[[ Provided records, beginning ]]

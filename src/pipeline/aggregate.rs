// src/pipeline/aggregate.rs

//! Aggregation of per-source postings into a ranked digest list.
//!
//! Stages, in order: flatten → normalize → filter → deduplicate → rank → cap.
//! Nothing here performs I/O; the same input always yields the same output.

use std::cmp::Reverse;
use std::collections::HashSet;

use crate::error::{AppError, Result};
use crate::models::{Posting, RankingConfig};
use crate::services::Classifier;
use crate::utils::text::clean;

/// Posting counts after each stage, for the run report.
#[derive(Debug, Clone, Copy, Default, PartialEq, Eq)]
pub struct AggregateStats {
    pub flattened: usize,
    pub matched: usize,
    pub unique: usize,
    pub kept: usize,
}

/// Filters, deduplicates, ranks and caps postings.
#[derive(Debug, Clone)]
pub struct Aggregator {
    classifier: Classifier,
    ranking: RankingConfig,
    preferred_location: String,
    onsite_phrases: Vec<String>,
    city_priority: Vec<String>,
}

impl Aggregator {
    /// Create an aggregator from a classifier and ranking settings.
    pub fn new(classifier: Classifier, ranking: RankingConfig) -> Self {
        let lower = |items: &[String]| -> Vec<String> {
            items.iter().map(|s| clean(s).to_lowercase()).collect()
        };
        Self {
            classifier,
            preferred_location: clean(&ranking.preferred_location).to_lowercase(),
            onsite_phrases: lower(&ranking.onsite_phrases),
            city_priority: lower(&ranking.city_priority),
            ranking,
        }
    }

    /// Run every stage over the per-source batches, given in source order.
    ///
    /// Fails only when a posting has no source, which no adapter produces.
    pub fn aggregate(&self, batches: Vec<Vec<Posting>>) -> Result<Vec<Posting>> {
        self.aggregate_with_stats(batches).map(|(postings, _)| postings)
    }

    /// Same as [`Aggregator::aggregate`], also returning stage counts.
    pub fn aggregate_with_stats(
        &self,
        batches: Vec<Vec<Posting>>,
    ) -> Result<(Vec<Posting>, AggregateStats)> {
        let flattened: Vec<Posting> = batches
            .into_iter()
            .flatten()
            .map(Posting::normalized)
            .collect();
        if let Some(bad) = flattened.iter().find(|p| p.source.trim().is_empty()) {
            return Err(AppError::validation(format!(
                "posting without a source: {:?}",
                bad.title
            )));
        }

        let mut stats = AggregateStats {
            flattened: flattened.len(),
            ..AggregateStats::default()
        };

        let matched: Vec<Posting> = flattened
            .into_iter()
            .filter(|p| self.classifier.matches(p))
            .collect();
        stats.matched = matched.len();

        let mut unique = dedupe(matched);
        stats.unique = unique.len();

        self.rank(&mut unique);
        unique.truncate(self.ranking.max_results);
        stats.kept = unique.len();

        log::debug!(
            "Aggregated {} → {} matched → {} unique → {} kept",
            stats.flattened,
            stats.matched,
            stats.unique,
            stats.kept
        );

        Ok((unique, stats))
    }

    /// Preference score: one point for the preferred location, one for on-site work.
    pub fn preference_score(&self, posting: &Posting) -> u8 {
        let preferred = location_of(posting).contains(self.preferred_location.as_str());
        let text = posting.search_text();
        let onsite = self
            .onsite_phrases
            .iter()
            .any(|phrase| text.contains(phrase.as_str()));
        u8::from(preferred) + u8::from(onsite)
    }

    /// Index of the whole location in the city priority list.
    pub fn city_position(&self, posting: &Posting) -> usize {
        let location = location_of(posting);
        if location.is_empty() {
            return self.ranking.unranked_position;
        }
        self.city_priority
            .iter()
            .position(|city| *city == location)
            .unwrap_or(self.ranking.unranked_position)
    }

    /// Composite ranking key; smaller sorts first.
    pub fn rank_key(&self, posting: &Posting) -> (Reverse<u8>, usize, String) {
        (
            Reverse(self.preference_score(posting)),
            self.city_position(posting),
            posting.source.clone(),
        )
    }

    /// Stable sort: higher preference, then city position, then source name.
    pub fn rank(&self, postings: &mut [Posting]) {
        postings.sort_by_cached_key(|p| self.rank_key(p));
    }
}

fn location_of(posting: &Posting) -> String {
    clean(&posting.location).to_lowercase()
}

/// Keep the first posting for each dedup key, preserving order.
pub fn dedupe(postings: Vec<Posting>) -> Vec<Posting> {
    let mut seen = HashSet::new();
    postings
        .into_iter()
        .filter(|p| seen.insert(p.dedup_key()))
        .collect()
}

#[cfg(test)]
mod tests {
    use super::*;
    use crate::models::ProfileConfig;

    fn aggregator() -> Aggregator {
        let classifier = Classifier::new(&ProfileConfig::default()).unwrap();
        Aggregator::new(classifier, RankingConfig::default())
    }

    /// A posting that passes both classifier predicates.
    fn valid(source: &str, title: &str, location: &str, snippet: &str) -> Posting {
        Posting::new(
            source,
            title,
            "Acme",
            location,
            &format!("https://example.com/{}/{}", source, title.replace(' ', "-")),
            &format!("fresher python sql pandas {snippet}"),
        )
    }

    #[test]
    fn test_empty_input() {
        let agg = aggregator();
        assert!(agg.aggregate(vec![]).unwrap().is_empty());
        assert!(agg.aggregate(vec![vec![], vec![], vec![]]).unwrap().is_empty());
    }

    #[test]
    fn test_filter_drops_non_matching() {
        let agg = aggregator();
        let senior = Posting::new(
            "Indeed",
            "Senior Python Engineer",
            "Acme",
            "Chennai",
            "https://example.com/senior",
            "python sql pandas 5+ years",
        );
        let ok = valid("Indeed", "Junior Analyst", "Chennai", "");
        let out = agg.aggregate(vec![vec![senior, ok.clone()]]).unwrap();
        assert_eq!(out, vec![ok]);
    }

    #[test]
    fn test_duplicate_keeps_first_occurrence() {
        let agg = aggregator();
        let a = Posting::new(
            "Indeed",
            "Python Developer Fresher",
            "Acme",
            "Hyderabad",
            "https://example.com/job/1",
            "onsite, 0-1 years, python sql pandas",
        );
        let b = Posting::new(
            "Naukri",
            "python developer fresher",
            "ACME",
            "Hyderabad",
            "https://example.com/job/1",
            "duplicate test python sql numpy",
        );
        let out = agg.aggregate(vec![vec![a.clone()], vec![b]]).unwrap();
        assert_eq!(out.len(), 1);
        assert_eq!(out[0].snippet, a.snippet);
        assert_eq!(out[0].source, "Indeed");
    }

    #[test]
    fn test_raw_whitespace_is_normalized_before_dedupe() {
        let agg = aggregator();
        let tidy = valid("Indeed", "Python Developer", "Chennai", "");
        let raw = Posting {
            source: "Naukri".into(),
            title: "  Python   Developer ".into(),
            location: " Chennai ".into(),
            link: format!(" {} ", tidy.link),
            ..tidy.clone()
        };

        let (out, stats) = agg
            .aggregate_with_stats(vec![vec![raw], vec![tidy]])
            .unwrap();
        assert_eq!(stats.unique, 1);
        assert_eq!(out.len(), 1);
        assert_eq!(out[0].source, "Naukri");
        assert_eq!(out[0].title, "Python Developer");
        assert_eq!(out[0].location, "Chennai");
        assert_eq!(agg.city_position(&out[0]), 1);
    }

    #[test]
    fn test_dedupe_distinguishes_links() {
        let a = valid("Indeed", "Analyst", "Chennai", "");
        let b = Posting {
            link: "https://example.com/other".into(),
            ..a.clone()
        };
        assert_eq!(dedupe(vec![a, b]).len(), 2);
    }

    #[test]
    fn test_hyderabad_onsite_ranks_before_chennai() {
        let agg = aggregator();
        let chennai = valid("Indeed", "Analyst", "Chennai", "");
        let hyderabad = Posting {
            location: "Hyderabad".into(),
            snippet: format!("{} work from office", chennai.snippet),
            link: "https://example.com/hyd".into(),
            ..chennai.clone()
        };
        let out = agg
            .aggregate(vec![vec![chennai.clone(), hyderabad.clone()]])
            .unwrap();
        assert_eq!(out, vec![hyderabad, chennai]);
    }

    #[test]
    fn test_preference_score() {
        let agg = aggregator();
        let remote = valid("Indeed", "Analyst", "Chennai", "remote");
        let onsite = valid("Indeed", "Analyst", "Pune", "wfo");
        let both = valid("Indeed", "Analyst", "Hyderabad, Telangana", "on-site");
        assert_eq!(agg.preference_score(&remote), 0);
        assert_eq!(agg.preference_score(&onsite), 1);
        assert_eq!(agg.preference_score(&both), 2);
    }

    #[test]
    fn test_city_position_is_exact_match() {
        let agg = aggregator();
        assert_eq!(agg.city_position(&valid("X", "a", "Hyderabad", "")), 0);
        assert_eq!(agg.city_position(&valid("X", "a", "BENGALURU", "")), 3);
        assert_eq!(agg.city_position(&valid("X", "a", "India", "")), 4);
        assert_eq!(agg.city_position(&valid("X", "a", "Chennai, Tamil Nadu", "")), 99);
        assert_eq!(agg.city_position(&valid("X", "a", "", "")), 99);

        let padded = Posting {
            location: " Chennai ".into(),
            ..valid("X", "a", "", "")
        };
        assert_eq!(agg.city_position(&padded), 1);
    }

    #[test]
    fn test_secondary_and_tertiary_keys() {
        let agg = aggregator();
        let india = valid("Foundit", "a", "India", "");
        let chennai_naukri = valid("Naukri", "b", "Chennai", "");
        let chennai_indeed = valid("Indeed", "c", "Chennai", "");
        let pune = valid("Alpha", "d", "Pune", "");
        let out = agg
            .aggregate(vec![vec![
                pune.clone(),
                india.clone(),
                chennai_naukri.clone(),
                chennai_indeed.clone(),
            ]])
            .unwrap();
        assert_eq!(out, vec![chennai_indeed, chennai_naukri, india, pune]);
    }

    #[test]
    fn test_sort_is_stable_for_equal_keys() {
        let agg = aggregator();
        let first = valid("Indeed", "First", "Chennai", "");
        let second = valid("Indeed", "Second", "Chennai", "");
        let third = valid("Indeed", "Third", "Chennai", "");
        let out = agg
            .aggregate(vec![vec![first.clone(), second.clone()], vec![third.clone()]])
            .unwrap();
        assert_eq!(out, vec![first, second, third]);
    }

    #[test]
    fn test_cap_keeps_top_sixty() {
        let agg = aggregator();
        let cities = ["Hyderabad", "Chennai", "Bangalore", "Pune", ""];
        let batches: Vec<Vec<Posting>> = (0..100)
            .map(|i| {
                let extra = if i % 3 == 0 { "office" } else { "" };
                vec![valid(
                    &format!("source-{i:03}"),
                    &format!("Analyst {i}"),
                    cities[i % cities.len()],
                    extra,
                )]
            })
            .collect();

        let (out, stats) = agg.aggregate_with_stats(batches.clone()).unwrap();
        assert_eq!(out.len(), 60);
        assert_eq!(stats.flattened, 100);
        assert_eq!(stats.unique, 100);
        assert_eq!(stats.kept, 60);

        let mut all: Vec<Posting> = batches.into_iter().flatten().collect();
        agg.rank(&mut all);
        assert_eq!(out[..], all[..60]);

        for pair in out.windows(2) {
            assert!(agg.rank_key(&pair[0]) <= agg.rank_key(&pair[1]));
        }
    }

    #[test]
    fn test_aggregate_is_idempotent() {
        let agg = aggregator();
        let input = vec![
            vec![
                valid("Naukri", "b", "Chennai", "office"),
                valid("Naukri", "a", "", ""),
            ],
            vec![valid("Indeed", "c", "Hyderabad", "")],
        ];
        let once = agg.aggregate(input.clone()).unwrap();
        let twice = agg.aggregate(input).unwrap();
        assert_eq!(once, twice);
    }

    #[test]
    fn test_missing_source_fails_loudly() {
        let agg = aggregator();
        let mut posting = valid("Indeed", "a", "Chennai", "");
        posting.source.clear();
        assert!(matches!(
            agg.aggregate(vec![vec![posting]]),
            Err(AppError::Validation(_))
        ));
    }
}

[[ Provided records, end ]]

▸ **Work order**: Report every line of the material above in which "pipeline" appears.

▸ **Answer section**:
filename src/pipeline/aggregate.rs
// src/pipeline/aggregate.rs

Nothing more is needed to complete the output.